╭──

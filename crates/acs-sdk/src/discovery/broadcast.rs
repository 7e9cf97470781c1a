//! Vendor broadcast discovery through live native sessions

use acs_core::{DiscoveredDevice, DiscoverySource};
use tokio_util::sync::CancellationToken;
use tracing::{debug, info, warn};

use crate::config::BootstrapHost;
use crate::error::{SdkError, SdkResult};
use crate::gateway::SdkGateway;
use crate::native::SearchedDevice;

/// Session opened only for a search, logged out when dropped
struct BootstrapSession {
    gateway: SdkGateway,
    handle: i32,
}

impl Drop for BootstrapSession {
    fn drop(&mut self) {
        debug!(handle = self.handle, "Closing bootstrap session");
        self.gateway.logout_blocking(self.handle);
    }
}

/// Search once per distinct session, or through a bootstrap session
///
/// With no sessions and no bootstrap host there is nothing to search from and
/// the result is empty.
pub(crate) async fn search(
    gateway: &SdkGateway,
    mut handles: Vec<i32>,
    bootstrap: Option<BootstrapHost>,
    cancel: &CancellationToken,
) -> SdkResult<Vec<DiscoveredDevice>> {
    handles.sort_unstable();
    handles.dedup();

    if handles.is_empty() && bootstrap.is_none() {
        info!("No live session and no bootstrap host, skipping broadcast discovery");
        return Ok(Vec::new());
    }

    let gateway = gateway.clone();
    let cancel = cancel.clone();
    tokio::task::spawn_blocking(move || -> SdkResult<Vec<DiscoveredDevice>> {
        let _bootstrap = match (handles.is_empty(), bootstrap) {
            (true, Some(host)) => {
                let outcome = gateway.login_blocking(host.ip, host.port)?;
                handles.push(outcome.handle);
                Some(BootstrapSession {
                    gateway: gateway.clone(),
                    handle: outcome.handle,
                })
            }
            _ => None,
        };

        let mut found = Vec::new();
        for handle in handles {
            if cancel.is_cancelled() {
                debug!("Broadcast discovery cancelled");
                break;
            }
            match gateway.search_blocking(handle) {
                Ok(devices) => found.extend(devices.into_iter().map(to_discovered)),
                Err(e) => warn!(handle, error = %e, "Device search failed on session"),
            }
        }
        Ok(found)
    })
    .await
    .map_err(|e| SdkError::Unavailable(format!("device search task failed: {}", e)))?
}

fn to_discovered(device: SearchedDevice) -> DiscoveredDevice {
    let synthesized = DiscoveredDevice::synthesized_id(device.ip, device.port);
    DiscoveredDevice {
        id: device.serial_number.unwrap_or_else(|| synthesized.clone()),
        name: device
            .name
            .or_else(|| device.model.clone())
            .unwrap_or(synthesized),
        ip: device.ip,
        port: device.port,
        model: device.model,
        auth_required: false,
        source: DiscoverySource::Broadcast,
    }
}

╰──

- **Work order**: Among the records above, find the lines that contain "debug" and copy every one.

- **Answer space**:
use tracing::{debug, info, warn};
        debug!(handle = self.handle, "Closing bootstrap session");
                debug!("Broadcast discovery cancelled");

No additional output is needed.